Data for this exercise:
════════════════

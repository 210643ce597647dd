use axum::Router;
use tower_http::{cors::CorsLayer, trace::TraceLayer};

use crate::{AppState, routes};

pub struct Server;

impl Server {
    pub fn router(state: AppState) -> Router {
        Router::new()
            .nest("/v1", routes::router(state.clone()))
            .layer(TraceLayer::new_for_http())
            .layer(CorsLayer::permissive())
            .with_state(state)
    }

    pub async fn serve(state: AppState) -> anyhow::Result<()> {
        let listen_addr = state.config().listen_addr.clone();
        let app = Self::router(state);

        let listener = tokio::net::TcpListener::bind(&listen_addr).await?;
        tracing::info!(addr = %listen_addr, "server listening");
        axum::serve(listener, app).await?;
        Ok(())
    }
}
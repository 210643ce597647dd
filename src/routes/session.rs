use axum::{
    Json, Router,
    extract::{Request, State},
    http::{StatusCode, header},
    middleware::Next,
    response::Response,
    routing::{get, post},
};
use serde::{Deserialize, Serialize};
use tracing::instrument;

use super::error::ErrorResponse;
use crate::{
    AppState,
    auth::{AuthError, SessionState},
};

pub fn router() -> Router<AppState> {
    Router::new()
        .route("/session", get(current_session))
        .route("/session/sign-in", post(sign_in))
        .route("/session/sign-out", post(sign_out))
}

/// Identity attached to admin requests once the guard has admitted the
/// session.
#[derive(Debug, Clone)]
pub struct AdminContext {
    pub email: String,
}

#[derive(Debug, Deserialize)]
pub struct SignInRequest {
    /// Opaque identity assertion obtained from the provider's client flow.
    pub assertion: String,
}

#[derive(Debug, Serialize)]
#[serde(tag = "state", rename_all = "snake_case")]
pub enum SessionResponse {
    SignedOut,
    Unauthorized { email: String },
    Authorized { email: String },
}

impl From<SessionState> for SessionResponse {
    fn from(state: SessionState) -> Self {
        match state {
            SessionState::SignedOut => Self::SignedOut,
            SessionState::Unauthorized(email) => Self::Unauthorized { email },
            SessionState::Authorized(email) => Self::Authorized { email },
        }
    }
}

#[instrument(name = "session.sign_in", skip_all)]
async fn sign_in(
    State(state): State<AppState>,
    Json(payload): Json<SignInRequest>,
) -> Result<Json<SessionResponse>, ErrorResponse> {
    match state.guard().sign_in(&payload.assertion).await {
        Ok(email) => Ok(Json(SessionResponse::Authorized { email })),
        Err(AuthError::Denied { .. }) => Err(ErrorResponse::new(
            StatusCode::FORBIDDEN,
            "account is not authorized for the content manager",
        )),
        Err(AuthError::Provider(reason)) => {
            tracing::warn!(%reason, "provider sign-in failed");
            Err(ErrorResponse::new(
                StatusCode::UNAUTHORIZED,
                "sign-in failed, try again",
            ))
        }
    }
}

#[instrument(name = "session.current", skip_all)]
async fn current_session(State(state): State<AppState>) -> Json<SessionResponse> {
    Json(state.guard().current().into())
}

#[instrument(name = "session.sign_out", skip_all)]
async fn sign_out(State(state): State<AppState>) -> StatusCode {
    state.guard().sign_out().await;
    StatusCode::NO_CONTENT
}

/// Gate for admin routes. Every request must present its own bearer
/// assertion; the guard verifies it with the provider and applies the
/// allow-list. A missing or failed assertion is 401, a verified but unlisted
/// account 403. Nothing carries over from other callers' sessions.
pub async fn require_admin(
    State(state): State<AppState>,
    mut request: Request,
    next: Next,
) -> Result<Response, ErrorResponse> {
    let assertion = bearer_assertion(&request)
        .ok_or_else(|| ErrorResponse::new(StatusCode::UNAUTHORIZED, "sign in required"))?;

    match state.guard().sign_in(&assertion).await {
        Ok(email) => {
            request.extensions_mut().insert(AdminContext { email });
            Ok(next.run(request).await)
        }
        Err(AuthError::Denied { .. }) => Err(ErrorResponse::new(
            StatusCode::FORBIDDEN,
            "access denied",
        )),
        Err(AuthError::Provider(reason)) => {
            tracing::warn!(%reason, "admin assertion rejected");
            Err(ErrorResponse::new(
                StatusCode::UNAUTHORIZED,
                "sign in required",
            ))
        }
    }
}

fn bearer_assertion(request: &Request) -> Option<String> {
    request
        .headers()
        .get(header::AUTHORIZATION)?
        .to_str()
        .ok()?
        .strip_prefix("Bearer ")
        .map(str::to_string)
}
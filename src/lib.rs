mod app;
pub mod auth;
pub mod catalog;
pub mod config;
pub mod draft;
pub mod manager;
pub mod media;
pub mod routes;
mod state;
pub mod store;
pub mod uploads;

use std::env;

pub use app::Server;
pub use state::AppState;
use tracing_error::ErrorLayer;
use tracing_subscriber::{
    fmt::{self, format::FmtSpan},
    layer::{Layer as _, SubscriberExt},
    util::SubscriberInitExt,
};

pub fn init_tracing() {
    if tracing::dispatcher::has_been_set() {
        return;
    }

    let env_filter = env::var("RUST_LOG").unwrap_or_else(|_| "info".to_string());
    let fmt_layer = fmt::layer()
        .json()
        .with_target(false)
        .with_span_events(FmtSpan::CLOSE)
        .boxed();

    tracing_subscriber::registry()
        .with(tracing_subscriber::EnvFilter::new(env_filter))
        .with(ErrorLayer::default())
        .with(fmt_layer)
        .init();
}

════════════════

Activity:
Copy out every record exactly; leave nothing out.

Task solution:
repository 210643ce597647dd
use axum::Router;
use tower_http::{cors::CorsLayer, trace::TraceLayer};

use crate::{AppState, routes};

pub struct Server;

impl Server {
    pub fn router(state: AppState) -> Router {
        Router::new()
            .nest("/v1", routes::router(state.clone()))
            .layer(TraceLayer::new_for_http())
            .layer(CorsLayer::permissive())
            .with_state(state)
    }

    pub async fn serve(state: AppState) -> anyhow::Result<()> {
        let listen_addr = state.config().listen_addr.clone();
        let app = Self::router(state);

        let listener = tokio::net::TcpListener::bind(&listen_addr).await?;
        tracing::info!(addr = %listen_addr, "server listening");
        axum::serve(listener, app).await?;
        Ok(())
    }
}
repository 210643ce597647dd
filename src/routes/session.rs
use axum::{
    Json, Router,
    extract::{Request, State},
    http::{StatusCode, header},
    middleware::Next,
    response::Response,
    routing::{get, post},
};
use serde::{Deserialize, Serialize};
use tracing::instrument;

use super::error::ErrorResponse;
use crate::{
    AppState,
    auth::{AuthError, SessionState},
};

pub fn router() -> Router<AppState> {
    Router::new()
        .route("/session", get(current_session))
        .route("/session/sign-in", post(sign_in))
        .route("/session/sign-out", post(sign_out))
}

/// Identity attached to admin requests once the guard has admitted the
/// session.
#[derive(Debug, Clone)]
pub struct AdminContext {
    pub email: String,
}

#[derive(Debug, Deserialize)]
pub struct SignInRequest {
    /// Opaque identity assertion obtained from the provider's client flow.
    pub assertion: String,
}

#[derive(Debug, Serialize)]
#[serde(tag = "state", rename_all = "snake_case")]
pub enum SessionResponse {
    SignedOut,
    Unauthorized { email: String },
    Authorized { email: String },
}

impl From<SessionState> for SessionResponse {
    fn from(state: SessionState) -> Self {
        match state {
            SessionState::SignedOut => Self::SignedOut,
            SessionState::Unauthorized(email) => Self::Unauthorized { email },
            SessionState::Authorized(email) => Self::Authorized { email },
        }
    }
}

#[instrument(name = "session.sign_in", skip_all)]
async fn sign_in(
    State(state): State<AppState>,
    Json(payload): Json<SignInRequest>,
) -> Result<Json<SessionResponse>, ErrorResponse> {
    match state.guard().sign_in(&payload.assertion).await {
        Ok(email) => Ok(Json(SessionResponse::Authorized { email })),
        Err(AuthError::Denied { .. }) => Err(ErrorResponse::new(
            StatusCode::FORBIDDEN,
            "account is not authorized for the content manager",
        )),
        Err(AuthError::Provider(reason)) => {
            tracing::warn!(%reason, "provider sign-in failed");
            Err(ErrorResponse::new(
                StatusCode::UNAUTHORIZED,
                "sign-in failed, try again",
            ))
        }
    }
}

#[instrument(name = "session.current", skip_all)]
async fn current_session(State(state): State<AppState>) -> Json<SessionResponse> {
    Json(state.guard().current().into())
}

#[instrument(name = "session.sign_out", skip_all)]
async fn sign_out(State(state): State<AppState>) -> StatusCode {
    state.guard().sign_out().await;
    StatusCode::NO_CONTENT
}

/// Gate for admin routes. Every request must present its own bearer
/// assertion; the guard verifies it with the provider and applies the
/// allow-list. A missing or failed assertion is 401, a verified but unlisted
/// account 403. Nothing carries over from other callers' sessions.
pub async fn require_admin(
    State(state): State<AppState>,
    mut request: Request,
    next: Next,
) -> Result<Response, ErrorResponse> {
    let assertion = bearer_assertion(&request)
        .ok_or_else(|| ErrorResponse::new(StatusCode::UNAUTHORIZED, "sign in required"))?;

    match state.guard().sign_in(&assertion).await {
        Ok(email) => {
            request.extensions_mut().insert(AdminContext { email });
            Ok(next.run(request).await)
        }
        Err(AuthError::Denied { .. }) => Err(ErrorResponse::new(
            StatusCode::FORBIDDEN,
            "access denied",
        )),
        Err(AuthError::Provider(reason)) => {
            tracing::warn!(%reason, "admin assertion rejected");
            Err(ErrorResponse::new(
                StatusCode::UNAUTHORIZED,
                "sign in required",
            ))
        }
    }
}

fn bearer_assertion(request: &Request) -> Option<String> {
    request
        .headers()
        .get(header::AUTHORIZATION)?
        .to_str()
        .ok()?
        .strip_prefix("Bearer ")
        .map(str::to_string)
}
filename src/lib.rs
mod app;
pub mod auth;
pub mod catalog;
pub mod config;
pub mod draft;
pub mod manager;
pub mod media;
pub mod routes;
mod state;
pub mod store;
pub mod uploads;

use std::env;

pub use app::Server;
pub use state::AppState;
use tracing_error::ErrorLayer;
use tracing_subscriber::{
    fmt::{self, format::FmtSpan},
    layer::{Layer as _, SubscriberExt},
    util::SubscriberInitExt,
};

pub fn init_tracing() {
    if tracing::dispatcher::has_been_set() {
        return;
    }

    let env_filter = env::var("RUST_LOG").unwrap_or_else(|_| "info".to_string());
    let fmt_layer = fmt::layer()
        .json()
        .with_target(false)
        .with_span_events(FmtSpan::CLOSE)
        .boxed();

    tracing_subscriber::registry()
        .with(tracing_subscriber::EnvFilter::new(env_filter))
        .with(ErrorLayer::default())
        .with(fmt_layer)
        .init();
}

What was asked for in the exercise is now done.